In 2000, I decided that I must vote if only to keep George out of the goddamn White House.  I wasn't a big fan of Gore and I was even less of a fan of Joe Lieberman.  God, I hate Joe Lieberman.  I hate anyone who switches parties just to increase his chances of winning.  What an asshole. But I felt it was important that I tell the world that I'd sooner elect Gary Busey via write-in than sit and watch Bush get elected.  So I showed up, filled in some ovals and got my sticker.

Then I watched the biggest political clusterfuck in the history of the United States happen.

I was horrified watching the news and hearing stories about older people, poor people and people of color being turned away from the polls; random boxes of uncounted ballots being found hidden in weird places; hanging fucking chads and an election that came down to who had the biggest assholes pulling strings for them.  At one point, I broke down and cried.  I cried because against everything I had been taught, I put my faith in the system and it didn't matter.  Not one bit.  In the end, I had been played.  We all had.

This is what so many people had been pressuring me to participate in?  It was a farce, an absolute joke.  I felt betrayed by my own country.  4 years later, when I stood in line to vote for John Kerry, it meant nothing to me.  It was something I did because I felt I had to. 

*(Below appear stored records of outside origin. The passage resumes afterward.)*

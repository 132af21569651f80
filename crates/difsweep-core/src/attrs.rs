//! Declarative parameter tables and their Cartesian product.

use crate::config::ConfigSource;
use crate::errors::{ErrorInfo, SweepError};
use crate::params::ParamValue;

/// Declares one tunable parameter of a stage: the config key it is read
/// from, the token parser producing its typed values, and the setter that
/// applies a chosen value onto the stage options object.
///
/// The setter is the explicit name→field registry: binding happens through
/// these function pointers, never through reflective attribute lookup.
pub struct AttrSpec<O> {
    /// Config key within the stage section.
    pub name: &'static str,
    /// Pure token parser; fails with a value error on malformed tokens.
    pub parse: fn(&str) -> Result<ParamValue, SweepError>,
    /// Writes one parsed value onto the options object.
    pub set: fn(&mut O, &ParamValue),
}

impl<O> Clone for AttrSpec<O> {
    fn clone(&self) -> Self {
        *self
    }
}

impl<O> Copy for AttrSpec<O> {}

/// Parameter table for one stage: every spec's parsed value sequence, plus
/// the Cartesian product over them.
///
/// Built once per sweep from a config section and immutable thereafter.
/// Token order and duplicates are preserved exactly as written in the
/// config entry. An empty entry yields an empty value sequence, which makes
/// the product empty — a valid zero-run condition, not an error.
pub struct AttrTable<O> {
    specs: Vec<AttrSpec<O>>,
    values: Vec<Vec<ParamValue>>,
}

impl<O> AttrTable<O> {
    /// Resolves every spec against the named config section, parsing each
    /// whitespace-separated token independently. Fails before any run
    /// executes: on a missing section, a missing key, or a malformed token.
    pub fn from_config(
        cfg: &ConfigSource,
        section: &str,
        specs: &[AttrSpec<O>],
    ) -> Result<Self, SweepError> {
        let entries = cfg.section(section)?;
        let mut values = Vec::with_capacity(specs.len());
        for spec in specs {
            let raw = entries.get(spec.name).ok_or_else(|| {
                SweepError::Config(
                    ErrorInfo::new("config-missing-key", "section has no entry for parameter")
                        .with_context("section", section)
                        .with_context("key", spec.name),
                )
            })?;
            let mut seq = Vec::new();
            for token in raw.split_whitespace() {
                let value = (spec.parse)(token).map_err(|err| match err {
                    SweepError::Value(info) => SweepError::Value(
                        info.with_context("section", section)
                            .with_context("key", spec.name),
                    ),
                    other => other,
                })?;
                seq.push(value);
            }
            values.push(seq);
        }
        Ok(Self {
            specs: specs.to_vec(),
            values,
        })
    }

    /// Declared parameter names, in spec order.
    pub fn param_names(&self) -> Vec<&'static str> {
        self.specs.iter().map(|spec| spec.name).collect()
    }

    /// Parsed value sequences, one per spec.
    pub fn values(&self) -> &[Vec<ParamValue>] {
        &self.values
    }

    /// Size of the Cartesian product over all value sequences.
    pub fn combo_count(&self) -> usize {
        self.values.iter().map(Vec::len).product()
    }

    /// Decodes combination `idx` of the product by mixed-radix index: the
    /// first spec varies slowest, the last fastest. This keeps the product
    /// replayable without materializing it.
    pub fn combo_at(&self, idx: usize) -> Vec<ParamValue> {
        debug_assert!(idx < self.combo_count(), "combination index out of range");
        let mut rem = idx;
        let mut picks = Vec::with_capacity(self.values.len());
        for seq in self.values.iter().rev() {
            picks.push(seq[rem % seq.len()].clone());
            rem /= seq.len();
        }
        picks.reverse();
        picks
    }

    /// Lazy, restartable enumeration of the full product in lexicographic
    /// order over spec index. Two independent iterations yield identical
    /// sequences.
    pub fn product(&self) -> GridProduct<'_, O> {
        GridProduct {
            table: self,
            next: 0,
            total: self.combo_count(),
        }
    }

    /// Applies one combination onto the options object by declared name.
    ///
    /// A combination whose arity differs from the spec table is a
    /// programming error, not a runtime-reported failure. Value semantics
    /// are never validated here; that belongs to the pipeline.
    pub fn bind(&self, target: &mut O, combo: &[ParamValue]) {
        assert_eq!(
            combo.len(),
            self.specs.len(),
            "combination arity does not match the spec table"
        );
        for (spec, value) in self.specs.iter().zip(combo) {
            (spec.set)(target, value);
        }
    }
}

/// Iterator over the Cartesian product of an [`AttrTable`].
pub struct GridProduct<'a, O> {
    table: &'a AttrTable<O>,
    next: usize,
    total: usize,
}

impl<O> Iterator for GridProduct<'_, O> {
    type Item = Vec<ParamValue>;

    fn next(&mut self) -> Option<Self::Item> {
        if self.next >= self.total {
            return None;
        }
        let combo = self.table.combo_at(self.next);
        self.next += 1;
        Some(combo)
    }

    fn size_hint(&self) -> (usize, Option<usize>) {
        let left = self.total - self.next;
        (left, Some(left))
    }
}

impl<O> ExactSizeIterator for GridProduct<'_, O> {}
use criterion::{black_box, criterion_group, criterion_main, Criterion};
use difsweep_core::{parse_float, parse_int, AttrSpec, AttrTable, ConfigSource, ParamValue};

#[allow(dead_code)]
#[derive(Debug, Default)]
struct Opts {
    thresh: f64,
    min_pix: i64,
    pix_tol: f64,
}

fn set_thresh(opts: &mut Opts, value: &ParamValue) {
    opts.thresh = value.expect_float();
}

fn set_min_pix(opts: &mut Opts, value: &ParamValue) {
    opts.min_pix = value.expect_int();
}

fn set_pix_tol(opts: &mut Opts, value: &ParamValue) {
    opts.pix_tol = value.expect_float();
}

fn make_table() -> AttrTable<Opts> {
    let cfg = ConfigSource::parse(
        "spots:\n  thresh: \"1 2 3 4 5 6 7 8\"\n  min_pix: \"1 2 3 4\"\n  pix_tol: \"0.5 1.0 1.5 2.0 2.5 3.0\"\n",
    )
    .expect("config");
    let specs = [
        AttrSpec {
            name: "thresh",
            parse: parse_float,
            set: set_thresh,
        },
        AttrSpec {
            name: "min_pix",
            parse: parse_int,
            set: set_min_pix,
        },
        AttrSpec {
            name: "pix_tol",
            parse: parse_float,
            set: set_pix_tol,
        },
    ];
    AttrTable::from_config(&cfg, "spots", &specs).expect("table")
}

fn bench_product(c: &mut Criterion) {
    let table = make_table();
    c.bench_function("grid_product_enumerate", |b| {
        b.iter(|| {
            let mut cells = 0usize;
            for combo in table.product() {
                cells += combo.len();
            }
            black_box(cells)
        })
    });
    c.bench_function("grid_product_bind", |b| {
        b.iter(|| {
            let mut opts = Opts::default();
            for combo in table.product() {
                table.bind(&mut opts, &combo);
            }
            black_box(opts.thresh)
        })
    });
}

criterion_group!(benches, bench_product);
criterion_main!(benches);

Then something occurred to me.  Why in God's name was I voting for people?  In general, I don't like people.  Politicians are slimy and they say whatever we want to hear to get elected.  It became clear to me that I needed to vote for issues.  There are things that are extremely important to me that are politically charged, whether or not I like it.  It doesn't feel right to me not to stand up for the things I believe in.  If I don't, I won't be me.

I continue to vote and I vote for issues.  I don't vote for parties or people; I vote for the things that I have a stake in and I vote for communities.  I cast my ballot for the things I know are right and I know that I'm right.  I never question my convictions.

But we need to stop judging and bullying people for not voting.  It's one thing if a person doesn't vote because they're lazy but that also means they have bigger issues (let's be real).  But when you meet someone who doesn't vote, before you get all self-righteous and indignant about what you think they should be doing, consider that not everyone thinks and acts the way you do.  You don't know what beliefs that person holds or what kinds of experiences they've had with the system.  And the next time you think that someone who doesn't vote has no right to express their opinions about how this country is run (I believe you call it "complaining"), know that you are 100% wrong.  Not only are you wrong but you are exceedingly arrogant.  Do you really think it's OK for you to silence anyone?  That's pretty scary.